MATERIAL PROVIDED
==========

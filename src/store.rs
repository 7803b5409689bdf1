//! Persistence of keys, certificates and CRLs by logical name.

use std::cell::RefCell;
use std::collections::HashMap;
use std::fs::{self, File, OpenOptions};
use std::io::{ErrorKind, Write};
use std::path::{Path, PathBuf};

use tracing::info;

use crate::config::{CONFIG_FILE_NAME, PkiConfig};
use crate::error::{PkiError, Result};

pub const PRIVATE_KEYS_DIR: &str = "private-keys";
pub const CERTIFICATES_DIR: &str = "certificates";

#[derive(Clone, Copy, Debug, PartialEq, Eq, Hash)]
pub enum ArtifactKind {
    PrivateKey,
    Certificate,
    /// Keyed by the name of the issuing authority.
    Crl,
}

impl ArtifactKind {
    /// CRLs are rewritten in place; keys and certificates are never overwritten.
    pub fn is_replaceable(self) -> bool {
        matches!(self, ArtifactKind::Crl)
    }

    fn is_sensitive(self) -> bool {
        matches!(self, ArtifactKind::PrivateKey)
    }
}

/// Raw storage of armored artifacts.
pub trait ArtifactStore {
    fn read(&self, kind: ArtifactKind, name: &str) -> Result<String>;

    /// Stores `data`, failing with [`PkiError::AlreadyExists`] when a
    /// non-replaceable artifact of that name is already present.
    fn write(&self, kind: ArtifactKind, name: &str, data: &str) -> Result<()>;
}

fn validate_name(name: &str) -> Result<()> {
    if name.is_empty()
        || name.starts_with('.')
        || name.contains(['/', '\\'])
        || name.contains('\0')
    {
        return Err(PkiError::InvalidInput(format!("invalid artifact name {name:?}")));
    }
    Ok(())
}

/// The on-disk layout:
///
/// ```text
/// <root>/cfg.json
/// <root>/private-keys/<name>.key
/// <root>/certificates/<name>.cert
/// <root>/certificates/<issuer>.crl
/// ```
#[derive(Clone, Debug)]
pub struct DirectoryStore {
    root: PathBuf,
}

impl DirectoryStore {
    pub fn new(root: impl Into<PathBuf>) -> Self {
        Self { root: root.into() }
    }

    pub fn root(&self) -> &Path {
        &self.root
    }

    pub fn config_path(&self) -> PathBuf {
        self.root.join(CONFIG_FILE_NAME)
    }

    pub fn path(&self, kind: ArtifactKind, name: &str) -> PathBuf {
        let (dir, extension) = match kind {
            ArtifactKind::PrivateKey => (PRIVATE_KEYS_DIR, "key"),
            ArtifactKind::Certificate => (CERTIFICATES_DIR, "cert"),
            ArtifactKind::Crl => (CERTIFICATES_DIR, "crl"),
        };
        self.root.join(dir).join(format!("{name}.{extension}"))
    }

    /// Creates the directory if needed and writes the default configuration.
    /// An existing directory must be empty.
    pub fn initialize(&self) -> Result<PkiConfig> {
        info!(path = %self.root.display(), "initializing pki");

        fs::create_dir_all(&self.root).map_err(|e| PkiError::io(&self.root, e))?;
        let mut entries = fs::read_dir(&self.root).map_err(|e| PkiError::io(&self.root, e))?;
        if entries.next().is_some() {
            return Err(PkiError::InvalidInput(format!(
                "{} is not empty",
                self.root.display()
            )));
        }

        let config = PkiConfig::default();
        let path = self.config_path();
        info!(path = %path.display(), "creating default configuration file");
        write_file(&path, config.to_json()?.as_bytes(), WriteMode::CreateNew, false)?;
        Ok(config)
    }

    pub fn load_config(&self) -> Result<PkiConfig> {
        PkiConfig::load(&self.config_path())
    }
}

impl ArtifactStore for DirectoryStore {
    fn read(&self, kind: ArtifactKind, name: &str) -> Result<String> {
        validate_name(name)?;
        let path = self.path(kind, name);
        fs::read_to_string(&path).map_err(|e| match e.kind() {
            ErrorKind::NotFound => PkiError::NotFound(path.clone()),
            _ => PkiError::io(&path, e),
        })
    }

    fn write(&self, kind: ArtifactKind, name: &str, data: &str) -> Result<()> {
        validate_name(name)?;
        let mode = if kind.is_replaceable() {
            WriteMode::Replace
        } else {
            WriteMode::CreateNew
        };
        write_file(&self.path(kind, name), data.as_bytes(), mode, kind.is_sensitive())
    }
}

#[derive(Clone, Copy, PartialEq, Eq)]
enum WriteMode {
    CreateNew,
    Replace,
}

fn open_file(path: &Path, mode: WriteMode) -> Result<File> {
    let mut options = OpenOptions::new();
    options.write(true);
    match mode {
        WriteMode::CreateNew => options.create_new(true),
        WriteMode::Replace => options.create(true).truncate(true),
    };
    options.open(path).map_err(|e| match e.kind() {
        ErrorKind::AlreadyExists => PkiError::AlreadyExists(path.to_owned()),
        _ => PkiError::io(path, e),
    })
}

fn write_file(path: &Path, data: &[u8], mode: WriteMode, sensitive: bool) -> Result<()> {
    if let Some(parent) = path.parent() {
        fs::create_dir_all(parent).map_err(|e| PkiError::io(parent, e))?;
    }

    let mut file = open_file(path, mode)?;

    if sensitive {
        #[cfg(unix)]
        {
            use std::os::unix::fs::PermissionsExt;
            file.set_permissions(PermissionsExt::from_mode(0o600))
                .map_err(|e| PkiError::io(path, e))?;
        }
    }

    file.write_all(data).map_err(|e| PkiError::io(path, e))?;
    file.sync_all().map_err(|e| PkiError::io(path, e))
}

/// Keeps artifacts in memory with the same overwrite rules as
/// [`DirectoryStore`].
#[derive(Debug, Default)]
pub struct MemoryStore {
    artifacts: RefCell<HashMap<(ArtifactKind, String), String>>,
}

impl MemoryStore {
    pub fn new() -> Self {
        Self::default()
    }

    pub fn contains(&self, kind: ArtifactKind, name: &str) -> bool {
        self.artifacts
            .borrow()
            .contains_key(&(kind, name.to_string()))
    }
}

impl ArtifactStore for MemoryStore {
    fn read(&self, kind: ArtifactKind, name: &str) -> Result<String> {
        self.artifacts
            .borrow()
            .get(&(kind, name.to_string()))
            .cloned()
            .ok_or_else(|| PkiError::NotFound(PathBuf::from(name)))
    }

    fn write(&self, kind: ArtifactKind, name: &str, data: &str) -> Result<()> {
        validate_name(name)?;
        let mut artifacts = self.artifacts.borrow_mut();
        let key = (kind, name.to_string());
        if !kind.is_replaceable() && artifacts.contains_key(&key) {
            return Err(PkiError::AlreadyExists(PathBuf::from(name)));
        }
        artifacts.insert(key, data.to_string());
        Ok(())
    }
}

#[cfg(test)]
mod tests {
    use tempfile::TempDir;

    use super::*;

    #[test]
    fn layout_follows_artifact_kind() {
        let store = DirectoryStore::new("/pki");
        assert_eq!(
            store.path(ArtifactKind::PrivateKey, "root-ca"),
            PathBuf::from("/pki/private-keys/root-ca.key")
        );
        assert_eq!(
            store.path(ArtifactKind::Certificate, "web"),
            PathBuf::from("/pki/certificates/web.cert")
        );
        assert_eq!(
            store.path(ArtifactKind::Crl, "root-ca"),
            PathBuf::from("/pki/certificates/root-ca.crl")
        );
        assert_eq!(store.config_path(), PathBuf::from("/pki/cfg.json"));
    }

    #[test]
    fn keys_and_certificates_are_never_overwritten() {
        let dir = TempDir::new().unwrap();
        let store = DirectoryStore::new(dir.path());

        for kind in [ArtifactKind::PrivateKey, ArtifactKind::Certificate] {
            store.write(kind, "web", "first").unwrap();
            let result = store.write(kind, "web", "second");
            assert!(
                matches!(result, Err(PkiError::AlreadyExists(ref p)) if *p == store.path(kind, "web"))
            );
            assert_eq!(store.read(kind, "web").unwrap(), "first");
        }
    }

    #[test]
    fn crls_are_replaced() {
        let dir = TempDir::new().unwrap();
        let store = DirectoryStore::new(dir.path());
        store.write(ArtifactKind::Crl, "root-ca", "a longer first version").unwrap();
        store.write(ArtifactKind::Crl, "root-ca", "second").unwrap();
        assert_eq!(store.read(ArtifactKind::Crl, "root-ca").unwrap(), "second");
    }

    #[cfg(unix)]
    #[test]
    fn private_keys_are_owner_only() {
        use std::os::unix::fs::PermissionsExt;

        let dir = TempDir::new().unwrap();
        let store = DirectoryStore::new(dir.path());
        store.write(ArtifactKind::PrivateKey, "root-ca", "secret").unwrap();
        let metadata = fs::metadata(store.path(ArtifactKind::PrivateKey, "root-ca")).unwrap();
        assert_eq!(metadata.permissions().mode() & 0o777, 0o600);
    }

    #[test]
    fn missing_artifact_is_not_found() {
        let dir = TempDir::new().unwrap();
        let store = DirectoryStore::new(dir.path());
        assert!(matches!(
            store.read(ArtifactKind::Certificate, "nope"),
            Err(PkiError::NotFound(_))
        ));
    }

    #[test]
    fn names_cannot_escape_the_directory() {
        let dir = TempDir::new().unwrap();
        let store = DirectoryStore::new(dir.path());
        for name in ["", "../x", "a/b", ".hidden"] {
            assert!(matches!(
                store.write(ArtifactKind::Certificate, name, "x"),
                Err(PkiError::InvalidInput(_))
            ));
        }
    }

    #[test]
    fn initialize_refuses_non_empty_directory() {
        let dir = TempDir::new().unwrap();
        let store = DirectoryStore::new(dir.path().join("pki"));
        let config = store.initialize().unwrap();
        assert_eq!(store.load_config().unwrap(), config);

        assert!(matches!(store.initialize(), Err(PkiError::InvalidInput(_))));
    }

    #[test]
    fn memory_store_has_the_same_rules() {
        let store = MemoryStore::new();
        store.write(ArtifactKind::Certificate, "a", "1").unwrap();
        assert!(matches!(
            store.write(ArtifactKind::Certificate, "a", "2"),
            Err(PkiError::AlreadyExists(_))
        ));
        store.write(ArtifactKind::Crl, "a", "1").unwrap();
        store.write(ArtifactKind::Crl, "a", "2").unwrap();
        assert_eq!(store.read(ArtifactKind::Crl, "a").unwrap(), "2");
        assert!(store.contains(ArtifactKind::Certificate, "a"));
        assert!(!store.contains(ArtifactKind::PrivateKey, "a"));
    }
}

==========

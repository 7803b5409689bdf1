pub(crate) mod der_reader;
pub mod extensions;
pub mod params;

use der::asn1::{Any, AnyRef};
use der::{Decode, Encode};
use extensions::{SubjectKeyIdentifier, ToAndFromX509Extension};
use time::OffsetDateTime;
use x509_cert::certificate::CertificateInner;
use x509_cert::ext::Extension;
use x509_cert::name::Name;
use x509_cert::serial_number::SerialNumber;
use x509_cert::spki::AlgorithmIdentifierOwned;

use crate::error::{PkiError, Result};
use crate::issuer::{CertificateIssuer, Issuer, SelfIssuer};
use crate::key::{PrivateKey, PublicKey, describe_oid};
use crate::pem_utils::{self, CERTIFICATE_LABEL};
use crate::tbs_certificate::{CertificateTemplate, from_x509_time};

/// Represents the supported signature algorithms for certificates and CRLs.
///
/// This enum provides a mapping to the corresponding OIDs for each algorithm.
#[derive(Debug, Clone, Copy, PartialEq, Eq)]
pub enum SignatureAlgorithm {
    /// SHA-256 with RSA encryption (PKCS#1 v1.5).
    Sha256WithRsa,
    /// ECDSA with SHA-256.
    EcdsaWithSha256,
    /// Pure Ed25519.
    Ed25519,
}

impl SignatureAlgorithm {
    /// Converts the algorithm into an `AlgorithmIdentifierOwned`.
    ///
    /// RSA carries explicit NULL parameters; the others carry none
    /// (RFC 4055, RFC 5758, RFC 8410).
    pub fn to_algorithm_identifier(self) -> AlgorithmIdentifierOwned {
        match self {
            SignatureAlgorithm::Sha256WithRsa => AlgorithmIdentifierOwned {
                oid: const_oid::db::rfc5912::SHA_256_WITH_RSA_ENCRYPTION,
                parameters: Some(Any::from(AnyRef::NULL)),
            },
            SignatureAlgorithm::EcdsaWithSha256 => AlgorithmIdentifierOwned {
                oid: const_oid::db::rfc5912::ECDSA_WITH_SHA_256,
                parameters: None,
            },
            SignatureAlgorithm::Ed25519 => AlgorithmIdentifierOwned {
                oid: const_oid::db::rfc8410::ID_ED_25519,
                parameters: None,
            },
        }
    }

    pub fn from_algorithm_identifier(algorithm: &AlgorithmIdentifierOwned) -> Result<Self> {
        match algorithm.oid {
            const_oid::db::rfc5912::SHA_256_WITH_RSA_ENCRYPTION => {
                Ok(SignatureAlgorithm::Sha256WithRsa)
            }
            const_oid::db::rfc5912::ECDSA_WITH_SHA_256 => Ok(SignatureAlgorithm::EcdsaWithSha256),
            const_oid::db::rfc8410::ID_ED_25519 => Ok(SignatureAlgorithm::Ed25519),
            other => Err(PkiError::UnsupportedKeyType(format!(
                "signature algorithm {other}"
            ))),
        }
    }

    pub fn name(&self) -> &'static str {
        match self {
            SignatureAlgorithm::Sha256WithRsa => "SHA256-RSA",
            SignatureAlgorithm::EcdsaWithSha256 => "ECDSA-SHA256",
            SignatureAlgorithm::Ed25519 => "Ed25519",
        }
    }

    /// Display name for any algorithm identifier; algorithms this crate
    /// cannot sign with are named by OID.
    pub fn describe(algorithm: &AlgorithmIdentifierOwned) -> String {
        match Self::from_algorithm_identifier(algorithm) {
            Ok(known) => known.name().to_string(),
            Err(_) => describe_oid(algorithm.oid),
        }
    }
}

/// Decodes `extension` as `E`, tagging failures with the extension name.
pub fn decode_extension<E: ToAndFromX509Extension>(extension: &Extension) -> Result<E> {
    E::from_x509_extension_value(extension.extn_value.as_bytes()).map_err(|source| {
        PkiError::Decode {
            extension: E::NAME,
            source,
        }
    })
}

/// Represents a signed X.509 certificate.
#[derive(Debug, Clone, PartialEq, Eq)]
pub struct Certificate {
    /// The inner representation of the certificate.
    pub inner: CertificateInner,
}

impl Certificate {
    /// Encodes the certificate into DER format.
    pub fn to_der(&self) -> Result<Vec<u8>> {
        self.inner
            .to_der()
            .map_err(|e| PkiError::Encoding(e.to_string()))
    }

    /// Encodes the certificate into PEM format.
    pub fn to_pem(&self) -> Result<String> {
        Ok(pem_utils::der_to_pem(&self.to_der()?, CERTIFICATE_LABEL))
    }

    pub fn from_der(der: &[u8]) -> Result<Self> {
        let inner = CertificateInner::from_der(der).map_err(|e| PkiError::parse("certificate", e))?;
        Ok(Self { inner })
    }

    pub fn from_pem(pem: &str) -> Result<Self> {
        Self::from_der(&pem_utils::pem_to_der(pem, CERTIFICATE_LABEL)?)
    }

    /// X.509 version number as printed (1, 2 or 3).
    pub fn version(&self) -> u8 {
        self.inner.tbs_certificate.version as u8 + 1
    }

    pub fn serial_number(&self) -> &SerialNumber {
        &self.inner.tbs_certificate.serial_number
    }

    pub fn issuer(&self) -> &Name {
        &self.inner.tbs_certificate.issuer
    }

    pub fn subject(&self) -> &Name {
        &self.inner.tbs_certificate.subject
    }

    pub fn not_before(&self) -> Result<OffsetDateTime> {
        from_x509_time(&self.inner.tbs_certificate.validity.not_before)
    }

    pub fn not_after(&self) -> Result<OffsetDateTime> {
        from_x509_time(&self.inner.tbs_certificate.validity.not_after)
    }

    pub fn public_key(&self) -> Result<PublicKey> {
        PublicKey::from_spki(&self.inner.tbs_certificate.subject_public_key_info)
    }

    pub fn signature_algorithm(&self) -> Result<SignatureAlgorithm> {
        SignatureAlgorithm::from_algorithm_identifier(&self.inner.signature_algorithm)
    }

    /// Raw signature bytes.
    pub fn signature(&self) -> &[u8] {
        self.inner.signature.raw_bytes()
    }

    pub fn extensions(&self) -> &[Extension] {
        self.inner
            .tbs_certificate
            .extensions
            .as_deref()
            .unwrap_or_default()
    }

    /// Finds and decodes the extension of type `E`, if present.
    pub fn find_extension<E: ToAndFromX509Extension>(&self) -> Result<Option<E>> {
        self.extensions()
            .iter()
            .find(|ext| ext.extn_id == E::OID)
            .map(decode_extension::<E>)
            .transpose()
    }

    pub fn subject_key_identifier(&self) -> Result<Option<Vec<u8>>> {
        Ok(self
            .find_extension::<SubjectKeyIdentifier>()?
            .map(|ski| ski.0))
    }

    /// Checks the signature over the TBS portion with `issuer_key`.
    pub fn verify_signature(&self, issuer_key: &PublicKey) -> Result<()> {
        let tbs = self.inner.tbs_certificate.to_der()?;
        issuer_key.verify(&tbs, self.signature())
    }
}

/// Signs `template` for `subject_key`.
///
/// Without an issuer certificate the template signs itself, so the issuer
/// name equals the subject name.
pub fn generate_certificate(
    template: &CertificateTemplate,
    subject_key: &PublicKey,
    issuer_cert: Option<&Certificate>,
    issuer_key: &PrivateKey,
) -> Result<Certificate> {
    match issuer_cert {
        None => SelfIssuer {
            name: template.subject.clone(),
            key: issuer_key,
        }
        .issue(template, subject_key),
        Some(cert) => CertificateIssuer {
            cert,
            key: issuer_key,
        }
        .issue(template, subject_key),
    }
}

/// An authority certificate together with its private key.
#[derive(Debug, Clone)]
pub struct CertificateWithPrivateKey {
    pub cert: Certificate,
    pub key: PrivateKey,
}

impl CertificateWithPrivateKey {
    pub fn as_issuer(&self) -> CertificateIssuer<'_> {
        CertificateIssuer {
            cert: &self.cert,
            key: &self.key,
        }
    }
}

==========

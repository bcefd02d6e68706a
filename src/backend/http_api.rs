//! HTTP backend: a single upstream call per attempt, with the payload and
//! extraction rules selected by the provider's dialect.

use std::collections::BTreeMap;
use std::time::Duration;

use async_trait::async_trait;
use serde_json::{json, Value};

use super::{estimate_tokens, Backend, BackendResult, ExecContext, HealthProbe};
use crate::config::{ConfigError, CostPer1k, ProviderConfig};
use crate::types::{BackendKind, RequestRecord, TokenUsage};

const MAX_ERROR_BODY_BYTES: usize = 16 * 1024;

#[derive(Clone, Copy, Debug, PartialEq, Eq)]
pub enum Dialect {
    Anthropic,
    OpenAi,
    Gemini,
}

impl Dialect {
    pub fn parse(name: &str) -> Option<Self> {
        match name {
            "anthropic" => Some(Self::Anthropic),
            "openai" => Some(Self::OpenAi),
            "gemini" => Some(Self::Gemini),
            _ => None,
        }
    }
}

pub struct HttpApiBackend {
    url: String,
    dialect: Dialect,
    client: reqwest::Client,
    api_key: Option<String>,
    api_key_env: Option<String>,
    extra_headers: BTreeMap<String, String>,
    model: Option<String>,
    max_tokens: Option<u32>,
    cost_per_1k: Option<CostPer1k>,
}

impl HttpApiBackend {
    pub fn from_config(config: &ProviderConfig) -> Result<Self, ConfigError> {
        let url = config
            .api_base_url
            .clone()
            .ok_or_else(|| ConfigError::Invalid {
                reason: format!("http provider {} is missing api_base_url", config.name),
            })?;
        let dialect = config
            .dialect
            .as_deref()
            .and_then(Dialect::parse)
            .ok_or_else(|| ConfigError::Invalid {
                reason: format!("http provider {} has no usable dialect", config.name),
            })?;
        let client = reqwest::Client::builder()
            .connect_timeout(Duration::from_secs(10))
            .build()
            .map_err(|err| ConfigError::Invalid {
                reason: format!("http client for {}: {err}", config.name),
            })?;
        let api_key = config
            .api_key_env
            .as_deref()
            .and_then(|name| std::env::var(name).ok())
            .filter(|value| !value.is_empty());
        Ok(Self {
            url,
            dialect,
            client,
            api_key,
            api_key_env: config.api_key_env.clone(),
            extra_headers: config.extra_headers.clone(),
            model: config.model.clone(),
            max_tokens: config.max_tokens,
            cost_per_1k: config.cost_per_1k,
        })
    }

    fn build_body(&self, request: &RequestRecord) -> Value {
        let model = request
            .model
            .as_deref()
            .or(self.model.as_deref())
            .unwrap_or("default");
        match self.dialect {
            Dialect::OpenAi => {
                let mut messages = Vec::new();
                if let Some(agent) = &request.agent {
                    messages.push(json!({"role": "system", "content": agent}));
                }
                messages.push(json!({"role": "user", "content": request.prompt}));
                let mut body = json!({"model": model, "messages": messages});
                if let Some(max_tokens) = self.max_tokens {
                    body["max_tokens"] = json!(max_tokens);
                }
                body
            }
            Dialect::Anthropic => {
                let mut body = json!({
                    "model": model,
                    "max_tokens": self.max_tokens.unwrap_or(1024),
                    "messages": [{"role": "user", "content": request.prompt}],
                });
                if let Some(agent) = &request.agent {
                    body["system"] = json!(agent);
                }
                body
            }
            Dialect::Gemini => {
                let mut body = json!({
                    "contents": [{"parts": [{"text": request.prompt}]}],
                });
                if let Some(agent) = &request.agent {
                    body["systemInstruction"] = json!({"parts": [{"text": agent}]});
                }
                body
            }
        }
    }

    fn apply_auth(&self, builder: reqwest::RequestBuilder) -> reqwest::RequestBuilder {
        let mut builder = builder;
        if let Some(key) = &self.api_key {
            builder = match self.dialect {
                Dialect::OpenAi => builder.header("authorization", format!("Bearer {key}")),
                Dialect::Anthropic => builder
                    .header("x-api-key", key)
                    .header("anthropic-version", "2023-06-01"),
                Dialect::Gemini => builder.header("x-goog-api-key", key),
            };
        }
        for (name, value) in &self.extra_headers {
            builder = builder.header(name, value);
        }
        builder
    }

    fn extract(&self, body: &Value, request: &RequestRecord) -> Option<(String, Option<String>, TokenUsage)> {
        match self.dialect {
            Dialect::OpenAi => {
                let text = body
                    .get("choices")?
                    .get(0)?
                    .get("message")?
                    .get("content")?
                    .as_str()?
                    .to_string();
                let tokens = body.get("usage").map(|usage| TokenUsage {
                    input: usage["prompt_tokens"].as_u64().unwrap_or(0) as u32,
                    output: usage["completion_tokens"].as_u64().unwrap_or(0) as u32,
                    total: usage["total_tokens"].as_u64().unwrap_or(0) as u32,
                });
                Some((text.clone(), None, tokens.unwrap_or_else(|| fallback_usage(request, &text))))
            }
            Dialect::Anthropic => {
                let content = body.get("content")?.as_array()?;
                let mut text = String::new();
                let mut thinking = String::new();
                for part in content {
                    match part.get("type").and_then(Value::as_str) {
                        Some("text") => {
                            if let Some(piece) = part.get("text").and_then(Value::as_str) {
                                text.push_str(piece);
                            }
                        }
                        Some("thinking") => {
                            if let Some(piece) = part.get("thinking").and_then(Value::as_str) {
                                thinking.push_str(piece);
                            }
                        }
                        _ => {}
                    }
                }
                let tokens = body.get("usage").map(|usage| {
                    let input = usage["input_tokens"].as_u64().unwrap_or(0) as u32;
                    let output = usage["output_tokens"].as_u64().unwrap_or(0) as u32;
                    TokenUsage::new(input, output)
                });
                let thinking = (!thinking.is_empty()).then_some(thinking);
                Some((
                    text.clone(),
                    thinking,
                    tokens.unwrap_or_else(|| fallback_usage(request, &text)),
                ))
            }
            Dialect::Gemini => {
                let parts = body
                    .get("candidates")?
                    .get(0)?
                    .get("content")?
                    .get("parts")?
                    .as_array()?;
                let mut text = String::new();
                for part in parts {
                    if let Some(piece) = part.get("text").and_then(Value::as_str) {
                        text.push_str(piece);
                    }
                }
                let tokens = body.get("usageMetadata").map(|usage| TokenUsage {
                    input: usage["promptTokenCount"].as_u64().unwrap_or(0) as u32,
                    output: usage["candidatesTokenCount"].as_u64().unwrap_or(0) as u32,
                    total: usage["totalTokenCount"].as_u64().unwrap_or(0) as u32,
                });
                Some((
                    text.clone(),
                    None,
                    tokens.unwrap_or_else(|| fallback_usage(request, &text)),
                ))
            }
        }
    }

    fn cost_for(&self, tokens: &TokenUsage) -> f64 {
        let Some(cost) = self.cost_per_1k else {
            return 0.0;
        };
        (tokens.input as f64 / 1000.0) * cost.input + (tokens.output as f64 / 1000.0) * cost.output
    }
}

==========

TASK DETAILS
Begin with the line that has "filename src/store.rs" in the listing above and end after the line that has "use tracing::info;"; output those lines exactly.

WRITTEN ANSWER
filename src/store.rs
repository 7803b5409689bdf1
//! Persistence of keys, certificates and CRLs by logical name.

use std::cell::RefCell;
use std::collections::HashMap;
use std::fs::{self, File, OpenOptions};
use std::io::{ErrorKind, Write};
use std::path::{Path, PathBuf};

use tracing::info;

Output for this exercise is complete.